The government initially proposed just dropping “Socialist,” but the Slovaks, accounting for one third of the country’s population of about 15 million, sought to be treated as equals in the newly democratic state. A hyphen, they said, would go a long way.
“When you are abroad, you always hear Czech, Czech, Czech,” a Slovak lawmaker told The Times in 1990. “Slovakia is always left out.”

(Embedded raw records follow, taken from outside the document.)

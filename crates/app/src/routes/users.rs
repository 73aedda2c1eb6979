use client::{ListResource, Users};
use dioxus::prelude::*;
use shared_types::UserDetail;
use shared_ui::{
    Button, ButtonVariant, DetailGrid, DetailItem, DetailList, DetailSection, InlineNotice,
    PageHeader, PageTitle,
};

use crate::auth::use_api;
use crate::format_helpers::{optional_money, optional_timestamp};
use crate::remote_table::{remote_table, use_remote_table, TableHandle};
use crate::routes::Route;

#[component]
pub fn UserList(query: String) -> Element {
    let mirror = use_callback(|query: String| {
        navigator().replace(Route::UserList { query });
    });
    let table = use_remote_table::<Users>(query, mirror);
    let title = Users::TITLE;

    rsx! {
        div { class: "container",
            PageHeader {
                PageTitle { "{title}" }
            }
            {remote_table(table, user_detail)}
        }
    }
}

fn user_detail(detail: &UserDetail, table: TableHandle<Users>) -> Element {
    let user = &detail.user;
    let churn = user
        .churn_risk
        .map(|r| format!("{:.0}%", r * 100.0))
        .unwrap_or_default();
    let places = detail.saved_places.join(", ");

    rsx! {
        DetailGrid {
            DetailSection { title: "Account",
                DetailList {
                    DetailItem { label: "Name", value: format!("{} {}", user.first_name, user.last_name) }
                    DetailItem { label: "Email", value: user.email.clone() }
                    DetailItem { label: "Phone", value: user.phone.clone().unwrap_or_default() }
                    DetailItem { label: "Wallet", value: optional_money(detail.wallet_balance) }
                }
            }
            DetailSection { title: "Activity",
                DetailList {
                    DetailItem { label: "Total rides", value: user.total_rides.to_string() }
                    DetailItem { label: "Last ride", value: optional_timestamp(detail.last_ride_at) }
                    DetailItem { label: "Churn risk", value: churn }
                    DetailItem { label: "Saved places", value: places }
                }
            }
            DetailSection { title: "Actions",
                BlockToggle { user_id: user.id.clone(), blocked: user.blocked, table }
            }
        }
    }
}

#[component]
fn BlockToggle(user_id: String, blocked: bool, table: TableHandle<Users>) -> Element {
    let api = use_api();
    let mut busy = use_signal(|| false);
    let mut notice = use_signal(|| Option::<(bool, String)>::None);

    let toggle = move |_: MouseEvent| {
        let api = api.clone();
        let user_id = user_id.clone();
        spawn(async move {
            busy.set(true);
            match api.block_user(&user_id, !blocked).await {
                Ok(message) => {
                    let fallback = if blocked { "User unblocked" } else { "User blocked" };
                    notice.set(Some((true, message.unwrap_or_else(|| fallback.to_string()))));
                    table.reload();
                }
                Err(err) => notice.set(Some((false, err.message))),
            }
            busy.set(false);
        });
    };

    rsx! {
        div { class: "detail-actions",
            Button {
                variant: if blocked { ButtonVariant::Secondary } else { ButtonVariant::Destructive },
                busy: busy(),
                onclick: toggle,
                if blocked { "Unblock user" } else { "Block user" }
            }
        }
        if let Some((success, message)) = notice() {
            InlineNotice { message, success }
        }
    }
}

Vaclav Havel, the country’s first president after Communist rule, offered the hyphenated Czecho-Slovakia, but that angered the Czechs.
Advertisers, meanwhile, tried to please everyone: I.B.M. billboards that read “Good luck, Czechoslovakia” in Prague, the capital, wished “Good luck, Czecho-Slovakia” in Bratislava.
The “hyphen war” ultimately ended in the so-called Velvet Divorce, when the Czech Republic and Slovakia split into two countries in 1993. But the process wasn’t easy after decades of unity. One village’s residents discovered that their train station was now located abroad and a ski chalet found that its slopes were in the other country.
Patrick Boehler contributed reporting.